I took some time to properly debug what was going on here. I first nuked my .elixir_ls
directories and upgraded to the latest version (0.17.10
). Coincidentally, I see you released this version while I was typing up my last post!
I have found the source of the behavior I was seeing. It’s very specific to the way I happened to be testing my code, so I’ll explain in detail.
The corp_style
project is meant to be used as a library (it generates scoped css styles for heex components). The output path (and a couple other things) are configured in a manner similar to the esbuild
and tailwind
packages that ship with Phoenix.
The config is placed under a “profile” with an arbitrary key, though currently I only support one such key (default
). It looks like this:
config :corp_style,
default: [
out_path: "some/path/to.css",
]
Then the compiler loads the config by the usual method, Application.get_env(:corp_style, :default)
. If the result is truthy, it compiles the CSS. If the result is nil
(i.e. the library has not been configured), it does nothing.
While testing, I renamed the key from default
to something else to disable the compiler. However, the compiler was still running, which is the bug that led to me opening this thread.

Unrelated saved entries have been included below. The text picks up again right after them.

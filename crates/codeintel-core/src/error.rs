//! Error types for the coordination layer.

use codeintel_engine::EngineError;
use thiserror::Error;

/// Core error type.
#[derive(Debug, Error)]
pub enum CoreError {
    /// Configuration error.
    #[error("Configuration error: {0}")]
    Config(#[from] ConfigError),

    /// Engine error.
    #[error("Engine error: {0}")]
    Engine(#[from] EngineError),

    /// IO error.
    #[error("IO error: {0}")]
    Io(#[from] std::io::Error),

    /// JSON error.
    #[error("JSON error: {0}")]
    Json(#[from] serde_json::Error),
}

/// Configuration-specific errors.
#[derive(Debug, Error)]
pub enum ConfigError {
    /// Invalid JSON in a config source.
    #[error("Invalid JSON in {path}: {message}")]
    InvalidJson { path: String, message: String },

    /// Environment variable referenced by `{env:..}` is not set.
    #[error("Environment variable not found: {name}")]
    EnvVarNotFound { name: String },

    /// File referenced by `{file:..}` does not exist.
    #[error("File reference not found: {path}")]
    FileRefNotFound { path: String },

    /// Invalid path.
    #[error("Invalid path: {0}")]
    InvalidPath(String),
}

/// Result type alias for core operations.
pub type CoreResult<T> = Result<T, CoreError>;

#[cfg(test)]
mod tests {
    use super::*;

    #[test]
    fn test_config_error_display() {
        let err = ConfigError::InvalidJson {
            path: "codeintel.json".to_string(),
            message: "expected `,`".to_string(),
        };
        assert_eq!(
            err.to_string(),
            "Invalid JSON in codeintel.json: expected `,`"
        );

        let err = ConfigError::EnvVarNotFound {
            name: "HOME".to_string(),
        };
        assert_eq!(err.to_string(), "Environment variable not found: HOME");
    }

    #[test]
    fn test_core_error_wraps_sources() {
        let err: CoreError = ConfigError::InvalidPath("~".to_string()).into();
        assert_eq!(err.to_string(), "Configuration error: Invalid path: ~");

        let err: CoreError = EngineError::Unavailable.into();
        assert_eq!(err.to_string(), "Engine error: Engine unavailable");
    }
}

I now see what is happening here is that elixir-ls is, in fact, correctly reloading the config and recompiling, but the config is merged instead of overwritten on reload. So, when I rename default
to something else and elixir-ls recompiles, the default key still exists, and so my compiler still runs.
I find this merging behavior very surprising. I understand that Elixir’s config deep-merges keys, but I assumed (and I think most others would assume) that when you remove a key from your config that it’s actually gone. Perhaps this is why Phoenix enforces a server restart after a config change?
Anyway, now that I know what was actually causing the behavior I was seeing I can work around it more easily. Thank you for your help!